Wednesday, August 17, 2005

China oil firms need more bite in foreign takeovers

Editor's Choice News Article | Reuters.co.uk

By Charlie Zhu

SINGAPORE (Reuters) - China's state oil majors and their bureaucrat minders in Beijing must steel their nerves, open their purse strings and bet on sustained high oil prices if they hope to beat global rivals for coveted overseas energy assets.

Chinese oil firms have suffered a string of setbacks in its overseas merger and acquisition bids in the past three years, dealing a blow to the No. 2 consumer's quest for oil and gas reserves that would help it secure long-term supply.

And after CNOOC recently lost in its $18.5 billion (10.2 billion pound) bid for U.S. energy producer Unocal Corp. to Chevron Corp., another Chinese firm CNPC is vying with India's Oil and Natural Gas Corp. for PetroKazakhstan.

Politics have been cited as one reason for the failures.

But some analysts said the missed opportunities expose Chinese companies' lack of experience and tenacity in open-market takeovers, where they are stripped of the bilateral political incentives that have aided their acquisitions thus far.

Chinese firms could falter again in upcoming auctions unless they improve their tactics and be more willing to take risks for the best global assets in a climate of ever-rising oil prices, they said.

"Chinese companies have had a reputation in the past of always looking to pay as little as possible and therefore having a preference for assets which are not highly competitive," said Gavin Thompson, China country manager for Wood Mackenzie.

"Chinese companies generally do not feel comfortable in open biddings."

China National Petroleum Corp., Sinopec Group, CNOOC and Sinochem have bought bits and pieces of assets around the world since China became a net crude oil importer in 1993.

Most of the acquisitions were made in less competitive situation in countries shunned by Western oil firms such as Sudan and Myanmar. The relatively cheap assets were acquired through government-to-government talks, not public auctions.

"The culture the Chinese are using towards acquisitions disregards the standard rule of the M&A game. They try to integrate politics into commercial transactions. It does not work everywhere," said a banker at an global investment bank.

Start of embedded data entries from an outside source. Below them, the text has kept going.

//! Name resolution and linking
//!
//! Turns the names written in raw declarations into qualified [`TypeRef`]s.
//! Simple names are looked up in this order: type variables in scope,
//! enclosing types and their member types, single-type imports, the
//! declaring package, on-demand imports, `java.lang`. A dotted name whose
//! first segment resolves that way is continued as a member type path;
//! otherwise it is taken as written. Names that no root declares become
//! unresolved placeholders carrying the best-known spelling.

use super::types::{Annotation, Field, Method, Parameter, Type, TypeParameter, TypeRef};
use crate::decl::{
    RawAnnotation, RawField, RawMethod, RawType, RawTypeParameter, TypeSyntax,
};
use crate::store::DeclarationStore;
use crate::util::{normalize_name, qualify, simple_name};
use std::sync::Arc;

/// `java.lang` types that resolve without a declaring root
const JAVA_LANG: &[&str] = &[
    "AutoCloseable",
    "Boolean",
    "Byte",
    "CharSequence",
    "Character",
    "Class",
    "Cloneable",
    "Comparable",
    "Deprecated",
    "Double",
    "Enum",
    "Error",
    "Exception",
    "Float",
    "FunctionalInterface",
    "IllegalArgumentException",
    "IllegalStateException",
    "Integer",
    "Iterable",
    "Long",
    "Math",
    "Number",
    "Object",
    "Override",
    "Record",
    "Runnable",
    "RuntimeException",
    "SafeVarargs",
    "Short",
    "String",
    "StringBuilder",
    "SuppressWarnings",
    "System",
    "Thread",
    "Throwable",
    "UnsupportedOperationException",
    "Void",
];

/// Resolves names in the scope of one declaration
#[derive(Clone)]
pub struct NameResolver<'a> {
    store: &'a DeclarationStore,
    package: String,
    imports: Vec<crate::decl::RawImport>,
    /// Innermost first
    enclosing: Vec<Arc<RawType>>,
    /// Type variables in scope with their erased bound, innermost first
    variables: Vec<(String, String)>,
}

impl<'a> NameResolver<'a> {
    /// Scope of a type declaration: its imports, package, enclosing types and
    /// the type variables of all of them
    pub fn for_type(store: &'a DeclarationStore, raw: &Arc<RawType>) -> Self {
        let mut enclosing = vec![Arc::clone(raw)];
        let mut parent = raw.declaring_type.clone();
        while let Some(name) = parent {
            match store.find_declaration(&name) {
                Some(outer) => {
                    parent = outer.declaring_type.clone();
                    enclosing.push(outer);
                }
                None => break,
            }
        }
        let mut resolver = NameResolver {
            store,
            package: raw.scope.package.clone(),
            imports: raw.scope.imports.clone(),
            enclosing,
            variables: Vec::new(),
        };
        let scopes: Vec<Arc<RawType>> = resolver.enclosing.iter().rev().cloned().collect();
        for scope in scopes {
            resolver = resolver.with_variables(&scope.type_parameters);
        }
        resolver
    }

    /// Same scope with additional (method level) type variables
    pub fn with_variables(&self, parameters: &[RawTypeParameter]) -> Self {
        let mut next = self.clone();
        for p in parameters {
            let bound = p
                .bounds
                .first()
                .map(|b| next.erase(b))
                .unwrap_or_else(|| super::types::OBJECT.to_string());
            next.variables.insert(0, (p.name.clone(), bound));
        }
        next
    }

    fn variable(&self, name: &str) -> Option<&str> {
        self.variables
            .iter()
            .find(|(v, _)| v == name)
            .map(|(_, bound)| bound.as_str())
    }

    /// Erased qualified name of a syntax without resolving its arguments
    fn erase(&self, syntax: &TypeSyntax) -> String {
        match syntax {
            TypeSyntax::Named { name, .. } => match self.variable(name) {
                Some(bound) => bound.to_string(),
                None => self.resolve_name(name).0,
            },
            TypeSyntax::Array { element } => format!("{}[]", self.erase(element)),
            other => self.resolve(other).erasure(),
        }
    }

    pub fn resolve(&self, syntax: &TypeSyntax) -> TypeRef {
        match syntax {
            TypeSyntax::Primitive { name } => TypeRef::Primitive { name: name.clone() },
            TypeSyntax::Void => TypeRef::Void,
            TypeSyntax::Array { element } => TypeRef::Array {
                element: Box::new(self.resolve(element)),
            },
            TypeSyntax::Wildcard { upper, lower } => TypeRef::Wildcard {
                upper: upper.as_ref().map(|u| Box::new(self.resolve(u))),
                lower: lower.as_ref().map(|l| Box::new(self.resolve(l))),
            },
            TypeSyntax::Named { name, args } => {
                if let Some(bound) = self.variable(name) {
                    return TypeRef::Variable {
                        name: name.clone(),
                        bound: bound.to_string(),
                    };
                }
                let (qualified, resolved) = self.resolve_name(name);
                if !resolved {
                    tracing::debug!(name = %name, best = %qualified, "unresolved type reference");
                }
                TypeRef::Class {
                    name: qualified,
                    args: args.iter().map(|a| self.resolve(a)).collect(),
                    resolved,
                }
            }
        }
    }

    /// Qualified spelling of a (simple or dotted) type name, and whether a
    /// declaration backs it
    pub fn resolve_name(&self, name: &str) -> (String, bool) {
        let name = normalize_name(name);
        let (head, rest) = match name.split_once('.') {
            Some((head, rest)) => (head, Some(rest)),
            None => (name.as_str(), None),
        };
        if let Some((qualified, resolved)) = self.resolve_head(head) {
            return match rest {
                None => (qualified, resolved),
                Some(rest) => {
                    let full = format!("{}.{}", qualified, rest);
                    let resolved = self.store.contains(&full);
                    (full, resolved)
                }
            };
        }
        if rest.is_some() && self.store.contains(&name) {
            return (name, true);
        }
        (name, false)
    }

    fn resolve_head(&self, head: &str) -> Option<(String, bool)> {
        for scope in &self.enclosing {
            if scope.name == head {
                return Some((normalize_name(&scope.qualified_name), true));
            }
            if let Some(member) = scope.nested_type(head) {
                return Some((normalize_name(&member.qualified_name), true));
            }
        }
        if let Some(import) = self
            .imports
            .iter()
            .find(|i| !i.is_static && !i.on_demand && simple_name(&i.name) == head)
        {
            let qualified = normalize_name(&import.name);
            let resolved = self.store.contains(&qualified);
            return Some((qualified, resolved));
        }
        let same_package = qualify(&self.package, head);
        if self.store.contains(&same_package) {
            return Some((same_package, true));
        }
        for import in self.imports.iter().filter(|i| i.on_demand && !i.is_static) {
            let candidate = qualify(&import.name, head);
            if self.store.contains(&candidate) {
                return Some((candidate, true));
            }
        }
        let lang = qualify("java.lang", head);
        if JAVA_LANG.contains(&head) || self.store.contains(&lang) {
            return Some((lang, true));
        }
        None
    }

    pub fn annotation(&self, raw: &RawAnnotation) -> Annotation {
        let (type_name, resolved) = self.resolve_name(&raw.name);
        Annotation {
            type_name,
            resolved,
            elements: raw.elements.clone(),
        }
    }

    fn type_parameters(&self, parameters: &[RawTypeParameter]) -> Vec<TypeParameter> {
        parameters
            .iter()
            .map(|p| TypeParameter {
                name: p.name.clone(),
                bounds: p.bounds.iter().map(|b| self.resolve(b)).collect(),
            })
            .collect()
    }

    fn field(&self, raw: &RawField, declaring_type: &str) -> Field {
        Field {
            name: raw.name.clone(),
            flags: raw.flags,
            type_ref: self.resolve(&raw.type_syntax),
            annotations: raw.annotations.iter().map(|a| self.annotation(a)).collect(),
            constant: raw.constant.clone(),
            declaring_type: declaring_type.to_string(),
        }
    }

    fn method(&self, raw: &RawMethod, declaring_type: &str) -> Method {
        let scope = self.with_variables(&raw.type_parameters);
        Method {
            name: raw.name.clone(),
            flags: raw.flags,
            type_parameters: scope.type_parameters(&raw.type_parameters),
            return_type: raw.return_type.as_ref().map(|r| scope.resolve(r)),
            parameters: raw
                .parameters
                .iter()
                .map(|p| Parameter {
                    name: p.name.clone(),
                    type_ref: scope.resolve(&p.type_syntax),
                    varargs: p.varargs,
                    annotations: p.annotations.clone(),
                })
                .collect(),
            exceptions: raw.exceptions.iter().map(|e| scope.resolve(e)).collect(),
            annotations: raw.annotations.iter().map(|a| scope.annotation(a)).collect(),
            default_value: raw.default_value.clone(),
            body: raw.body.clone(),
            declaring_type: declaring_type.to_string(),
        }
    }
}

/// Link one raw declaration into a model type
pub fn link_type(store: &DeclarationStore, raw: &Arc<RawType>) -> Type {
    let resolver = NameResolver::for_type(store, raw);
    let qualified_name = normalize_name(&raw.qualified_name);
    let superclass = raw.superclass.as_ref().map(|s| resolver.resolve(s));
    if let Some(unresolved) = superclass.as_ref().filter(|s| s.is_unresolved()) {
        tracing::warn!(
            r#type = %qualified_name,
            superclass = %unresolved,
            "superclass is not declared in any root"
        );
    }
    Type {
        name: raw.name.clone(),
        qualified_name: qualified_name.clone(),
        package: raw.scope.package.clone(),
        kind: raw.kind,
        flags: raw.flags,
        type_parameters: resolver.type_parameters(&raw.type_parameters),
        superclass,
        interfaces: raw.interfaces.iter().map(|i| resolver.resolve(i)).collect(),
        fields: raw
            .fields
            .iter()
            .map(|f| resolver.field(f, &qualified_name))
            .collect(),
        methods: raw
            .methods
            .iter()
            .map(|m| resolver.method(m, &qualified_name))
            .collect(),
        annotations: raw
            .annotations
            .iter()
            .map(|a| resolver.annotation(a))
            .collect(),
        enum_constants: raw.enum_constants.clone(),
        nested: raw
            .nested
            .iter()
            .map(|n| normalize_name(&n.qualified_name))
            .collect(),
        declaring_type: raw.declaring_type.as_deref().map(normalize_name),
        has_errors: raw.has_errors,
        origin: raw.origin.clone(),
    }
}

#[cfg(test)]
mod tests {
    use super::*;
    use crate::parse::ParseOptions;
    use crate::store::{BinaryRoot, SourceRoot};

    fn store() -> DeclarationStore {
        let sources = SourceRoot::new("src")
            .with_file(
                "app/Widget.java",
                r#"package app;
import lib.Base;
import util.*;
import java.util.List;
public class Widget<T extends Comparable<T>> extends Base implements Helper {
    public static class Part {}
    Part part;
    List<T> items;
    Sibling sibling;
    <E extends Number> E convert(T value) { return null; }
    String label;
    ghost.Thing thing;
}"#,
            )
            .with_file("app/Sibling.java", "package app; class Sibling {}")
            .with_file("util/Helper.java", "package util; public interface Helper {}");
        let binaries = BinaryRoot::from_json(
            "lib",
            r#"[{"name": "Base", "qualified_name": "lib.Base", "kind": "class"}]"#,
        )
        .unwrap();
        let mut store = DeclarationStore::new(ParseOptions::default(), true);
        store.add_root(Box::new(sources));
        store.add_root(Box::new(binaries));
        store
    }

    fn field_type(t: &Type, name: &str) -> TypeRef {
        t.field(name).unwrap().type_ref.clone()
    }

    #[test]
    fn test_resolution_order() {
        let store = store();
        let raw = store.find_declaration("app.Widget").unwrap();
        let widget = link_type(&store, &raw);

        assert_eq!(widget.superclass, Some(TypeRef::class("lib.Base")));
        assert_eq!(widget.interfaces, vec![TypeRef::class("util.Helper")]);
        assert_eq!(field_type(&widget, "part"), TypeRef::class("app.Widget.Part"));
        assert_eq!(field_type(&widget, "sibling"), TypeRef::class("app.Sibling"));
        assert_eq!(field_type(&widget, "label"), TypeRef::class("java.lang.String"));
    }

    #[test]
    fn test_type_variables_and_unresolved_imports() {
        let store = store();
        let raw = store.find_declaration("app.Widget").unwrap();
        let widget = link_type(&store, &raw);

        let items = field_type(&widget, "items");
        assert_eq!(items.name(), Some("java.util.List"));
        assert!(items.is_unresolved());
        assert_eq!(
            items.args()[0],
            TypeRef::Variable {
                name: "T".into(),
                bound: "java.lang.Comparable".into()
            }
        );

        let convert = widget.method("convert").unwrap();
        assert_eq!(
            convert.return_type,
            Some(TypeRef::Variable {
                name: "E".into(),
                bound: "java.lang.Number".into()
            })
        );
        assert_eq!(convert.erased_parameters(), vec!["java.lang.Comparable"]);
    }

    #[test]
    fn test_unknown_qualified_name_is_kept() {
        let store = store();
        let raw = store.find_declaration("app.Widget").unwrap();
        let widget = link_type(&store, &raw);
        assert_eq!(field_type(&widget, "thing"), TypeRef::unresolved("ghost.Thing"));
    }

    #[test]
    fn test_nested_type_links_to_parent() {
        let store = store();
        let raw = store.find_declaration("app.Widget.Part").unwrap();
        let part = link_type(&store, &raw);
        assert_eq!(part.declaring_type.as_deref(), Some("app.Widget"));
        assert_eq!(part.qualified_name, "app.Widget.Part");
    }
}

Driven by surging demand in the world's second-largest oil market, Chinese companies must now hunt for larger, more hotly contested assets, including foreign-listed corporations, to gain managerial expertise and technology.

SLOW MOVES

Some of the setbacks suffered by Chinese firms, such as those in Russia and the Unocal bid, were largely due to opposition from politicians alarmed by China's growing economic muscle. CNOOC did not win the Unocal bid despite offering more than rival bidder Chevron after the U.S. Congress voted to significantly delay the deal.

But other than its limited political clout in the major countries, the flops are also due to to execution errors or grossly conservative oil price forecasts that forced them to drop plans for assets deemed too expensive, or to put in low bids.

Although international crude oil is trading just under record-highs of above $67 a barrel, Chinese oil companies are using an oil price assumption of around $27 for their 2005 budget, below $30 used by some oil majors, analysts say.

Some analysts attribute the low price assumption to state ownership, which provides little incentives for company executives to take commercial risks.

"Nobody at the state-owned Chinese oil companies wants to make big mistakes. They all want to be political stars. They don't want to be the one accused of buying oil at a peak," said Gordon Kwan, China energy analyst at CLSA.

"They need to learn how to value companies."

CNOOC might have a better chance of winning over the Unocal board from the outset if it had put in a knockout bid in June, and block Chevron from coming back with an improved offer, some bankers and analysts said.

CNOOC Chairman Fu Chengyu, an ambitious oilman, missed a golden opportunity to submit an early bid in April, after CNOOC's independent directors rejected the proposal as they were informed only at the eleventh hour, people close to the situation said.

As a result, Fu could only get back to Unocal two months later with an all-cash bid plus a hefty $500 million fee in a futile attempt to to foil the Chevron deal.

The same tardiness could cloud China's bid for PetroKazakhstan, a $3.3 billion Canada-based firm with all its assets in central Asia.

CNPC, parent of PetroChina, looked at buying PetroKazakhstan two years ago -- when oil prices started its relentless climb -- but abandoned the idea partly on worries about oil price falls, a source familiar with the situation said. PetroKazakhstan shares have soared 250 percent in the past two years.

Chinese state oil firms put off a plan to acquire Canadian oil producer Husky Energy several years ago for similar reasons, sources said.

"Chinese companies need to learn how to manoeuvre smartly in a takeover battle. They also need to apply higher long-term oil price assumption because we are in a new era of oil prices," CLSA's Kwan said.